Interval extraction

It is sometimes useful to identify periods when time series values are within a given range. For example, a sensor reporting time series measurements may record values that fall outside an acceptable range, thus making it necessary to extract segments of the data.

Interval extraction recipe

The interval extraction recipe allows you to find segments of the time series where values of a column are inside an interval, while allowing small deviations. See Algorithms for more information.

This recipe automatically works on all numerical columns (int or float) in your time series data.

Input Data

Data that consists of equispaced n-dimensional time series in wide or long format.

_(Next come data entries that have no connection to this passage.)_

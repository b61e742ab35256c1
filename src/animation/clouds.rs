use rand::RngExt;
use rand::rngs::SmallRng;

use crate::render::{Canvas, Viewport, cell_center, lerp_color, rgb, to_cell};
use crate::scene::ground::REFERENCE_FRAME;
use crate::weather::Wind;

const TOP_MARGIN: f32 = 15.0;

#[derive(Debug, Clone, Copy, PartialEq)]
pub struct Puff {
    pub dx: f32,
    pub dy: f32,
    pub radius: f32,
}

/// Shape descriptor generated once at spawn; stable for the cloud's life.
#[derive(Debug, Clone, PartialEq)]
pub struct CloudShape {
    pub kind: u8,
    pub puffs: Vec<Puff>,
}

impl CloudShape {
    fn generate(rng: &mut SmallRng) -> Self {
        let kind = rng.random_range(0..=3) as u8;
        let count = rng.random_range(5..=9);
        let mut puffs: Vec<Puff> = (0..count)
            .map(|_| Puff {
                dx: rng.random_range(-60.0..60.0),
                dy: rng.random_range(-20.0..20.0),
                radius: rng.random_range(20.0..55.0),
            })
            .collect();

        let extra: &[(f32, f32, f32)] = match kind {
            0 => &[(0.0, -15.0, 35.0)],
            1 => &[(-35.0, 0.0, 25.0), (0.0, 0.0, 27.0), (35.0, 0.0, 25.0)],
            2 => &[(-25.0, -20.0, 28.0), (25.0, -18.0, 30.0)],
            _ => &[(0.0, 0.0, 40.0), (-40.0, 5.0, 30.0), (40.0, 5.0, 32.0)],
        };
        puffs.extend(extra.iter().map(|&(dx, dy, radius)| Puff { dx, dy, radius }));

        Self { kind, puffs }
    }
}

#[derive(Debug, Clone)]
pub struct Cloud {
    pub x: f32,
    pub y: f32,
    pub scale: f32,
    pub base_speed: f32,
    pub opacity: f32,
    pub shape: CloudShape,
}

pub struct CloudSystem {
    clouds: Vec<Cloud>,
    viewport: Viewport,
    overcast: bool,
}

impl CloudSystem {
    pub fn new(viewport: Viewport, count: usize, overcast: bool, rng: &mut SmallRng) -> Self {
        let clouds = (0..count)
            .map(|_| Cloud {
                x: rng.random::<f32>() * (viewport.width + 400.0) - 200.0,
                y: TOP_MARGIN + rng.random::<f32>() * viewport.height * 0.4,
                scale: rng.random_range(0.6..1.6),
                base_speed: rng.random_range(0.01..0.03),
                opacity: if overcast {
                    rng.random_range(0.88..1.0)
                } else {
                    rng.random_range(0.5..0.8)
                },
                shape: CloudShape::generate(rng),
            })
            .collect();

        Self {
            clouds,
            viewport,
            overcast,
        }
    }

    pub fn clouds(&self) -> &[Cloud] {
        &self.clouds
    }

    pub fn update(&mut self, dt: f32, wind: Wind, rng: &mut SmallRng) {
        let frames = dt / REFERENCE_FRAME;
        let width = self.viewport.width;
        let y_max = (self.viewport.height * 0.45).max(TOP_MARGIN);

        for cloud in &mut self.clouds {
            cloud.x += (cloud.base_speed + wind.x) * frames;
            cloud.y += wind.y * 0.5 * frames;

            if cloud.x > width + 250.0 {
                cloud.x = -250.0;
                cloud.y = TOP_MARGIN + rng.random::<f32>() * self.viewport.height * 0.4;
            }
            if cloud.x < -300.0 {
                cloud.x = width + 200.0;
            }
            cloud.y = cloud.y.clamp(TOP_MARGIN, y_max);
        }
    }

    pub fn render(&self, canvas: &mut Canvas) {
        let (base, shadow) = if self.overcast {
            (rgb(200, 200, 200), rgb(160, 165, 170))
        } else {
            (rgb(255, 255, 255), rgb(220, 225, 230))
        };

        for cloud in &self.clouds {
            let reach = 120.0 * cloud.scale;
            let (c0, r0) = to_cell(cloud.x - reach, cloud.y - reach * 0.6);
            let (c1, r1) = to_cell(cloud.x + reach, cloud.y + reach * 0.6);
            for row in r0.max(0)..=r1 {
                for col in c0.max(0)..=c1 {
                    let (px, py) = cell_center(col as u16, row as u16);
                    let lx = (px - cloud.x) / cloud.scale;
                    let ly = (py - cloud.y) / cloud.scale;

                    let covered = cloud.shape.puffs.iter().any(|p| {
                        let dx = lx - p.dx;
                        let dy = ly - p.dy;
                        dx * dx + dy * dy <= p.radius * p.radius
                    });
                    let underside = {
                        let ex = lx / 80.0;
                        let ey = (ly - 18.0) / 20.0;
                        ex * ex + ey * ey <= 1.0
                    };

                    let Some(cell) = canvas.cell(col as u16, row as u16).copied() else {
                        continue;
                    };
                    if covered {
                        let bg = lerp_color(cell.bg, base, cloud.opacity);
                        canvas.fill(col, row, ' ', cell.fg, bg);
                    } else if underside {
                        let bg = lerp_color(cell.bg, shadow, cloud.opacity * 0.4);
                        canvas.set_bg(col, row, bg);
                    }
                }
            }
        }
    }
}

#[cfg(test)]
mod tests {
    use super::*;
    use rand::SeedableRng;

    fn system(count: usize) -> (CloudSystem, SmallRng) {
        let mut rng = SmallRng::seed_from_u64(77);
        let system = CloudSystem::new(Viewport::new(800.0, 600.0), count, false, &mut rng);
        (system, rng)
    }

    #[test]
    fn test_shape_stable_across_frames() {
        let (mut clouds, mut rng) = system(6);
        let shapes: Vec<CloudShape> = clouds.clouds().iter().map(|c| c.shape.clone()).collect();
        for _ in 0..5_000 {
            clouds.update(REFERENCE_FRAME, Wind { x: 0.4, y: 0.0 }, &mut rng);
        }
        let after: Vec<CloudShape> = clouds.clouds().iter().map(|c| c.shape.clone()).collect();
        assert_eq!(shapes, after);
    }

    #[test]
    fn test_drift_is_base_speed_plus_wind() {
        let (mut clouds, mut rng) = system(1);
        clouds.clouds[0].x = 100.0;
        let speed = clouds.clouds[0].base_speed;
        clouds.update(REFERENCE_FRAME, Wind { x: 0.2, y: 0.0 }, &mut rng);
        assert!((clouds.clouds[0].x - (100.0 + speed + 0.2)).abs() < 1e-4);
    }

    #[test]
    fn test_wraps_at_both_edges() {
        let (mut clouds, mut rng) = system(2);
        clouds.clouds[0].x = 800.0 + 250.0;
        clouds.clouds[1].x = -300.0;
        clouds.update(REFERENCE_FRAME, Wind { x: 0.0, y: 0.0 }, &mut rng);
        assert_eq!(clouds.clouds[0].x, -250.0);
        clouds.update(REFERENCE_FRAME, Wind { x: -1.0, y: 0.0 }, &mut rng);
        assert_eq!(clouds.clouds[1].x, 1000.0);
    }

    #[test]
    fn test_vertical_clamp() {
        let (mut clouds, mut rng) = system(3);
        for _ in 0..10_000 {
            clouds.update(REFERENCE_FRAME, Wind { x: 0.0, y: 0.5 }, &mut rng);
        }
        assert!(clouds.clouds().iter().all(|c| c.y <= 600.0 * 0.45 && c.y >= TOP_MARGIN));
    }

    #[test]
    fn test_render_brightens_sky() {
        let (mut clouds, _) = system(1);
        clouds.clouds[0].x = 400.0;
        clouds.clouds[0].y = 150.0;
        clouds.clouds[0].scale = 1.0;
        clouds.clouds[0].shape = CloudShape {
            kind: 0,
            puffs: vec![Puff {
                dx: 0.0,
                dy: 0.0,
                radius: 40.0,
            }],
        };
        let mut canvas = Canvas::new(100, 38);
        for row in 0..38 {
            for col in 0..100 {
                canvas.set_bg(col, row, rgb(0, 0, 80));
            }
        }
        clouds.render(&mut canvas);
        let (col, row) = to_cell(400.0, 150.0);
        let bg = canvas.cell(col as u16, row as u16).map(|c| c.bg);
        assert_ne!(bg, Some(rgb(0, 0, 80)));
    }
}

If input data is in the long format, then the recipe will separately extract the intervals of each time series that is in a column. See Algorithms for more information.

Parameters

Timestamp column

Name of the column that contains the timestamps. Note that the timestamp column must have the date type as its meaning (detected by DSS), and duplicate timestamps cannot exist for a given time series.

Apply threshold to column

Name of the column to which the recipe applies the threshold parameters.

Minimal valid value

Minimum acceptable value in the time series interval, specified as a numerical value (int or float). The minimal valid value and the maximum valid value form the range of acceptable values.

Maximum valid value

Maximum acceptable value in the time series interval, specified as a numerical value (int or float). The maximum valid value and the minimal valid value form the range of acceptable values.

Unit

Unit of the window width, specified as one of these values:

  • Days
  • Hours
  • Minutes
  • Seconds
  • Milliseconds
  • Microseconds
  • Nanoseconds

Acceptable deviation

Maximum time duration during which values within a valid time segment can deviate from the range of acceptable values.

For example, if you specify 400 - 600 as a range of acceptable values, and an acceptable deviation of 30 seconds, then the recipe can return a valid time segment that includes values outside the specified range, provided that those values last for a time duration that is less than 30 seconds.

Minimal segment duration

The minimum time duration for a time segment to be valid, specified as a numerical value.

For example, you can specify 400 - 600 as a range of acceptable values, and a minimal segment duration of 3 minutes. If all the values in a time segment are between 400 and 600 (or satisfy the acceptable deviation), but the segment lasts less than 3 minutes, then the time segment would be invalid.

Long format

Indicator that the input data is in the long format. See Long format.

Column with identifier

Name of column that contains identifiers for the different time series in the input data. This applies when your input data is in the long format.

Output Data

Data consisting of equispaced and discontinuous time series. Each interval in the output data will have an id (“interval_id”).

Algorithms

For values of the minimal segment duration and acceptable deviation, the recipe implements the following steps.

  1. Evaluate if consecutive values of a time series satisfy at least one of these conditions:

    1. the values are in the range of acceptable values (between the minimal valid value and the maximum valid value)
    2. the values deviate from the range of acceptable values but last for a time period that is smaller than the acceptable deviation
  • If yes, then these values form a segment and the recipe proceeds to step 2.
  • If no, then the values are not acceptable, and the recipe repeats step 1 for successive values in the time series.
  1. Evaluate if the segment lasts for a time duration that is greater than the minimal segment duration.
  • If yes, then keep this segment as an acceptable interval
  • If no, then this segment is not an acceptable time interval

Return to step 1 to evaluate successive values in the time series.

Note

If the input data is in the long format, then for each time series in a specified column, the recipe will perform the interval extraction algorithm separately.

Tips

  • If you have irregular timestamp intervals, first resample your data, using the resampling recipe. Then you can apply the interval extraction recipe to the resampled data.
  • The interval extraction recipe automatically works on all numerical columns. If you want to use the recipe on select columns, first create a recipe to extract the columns that you plan to use.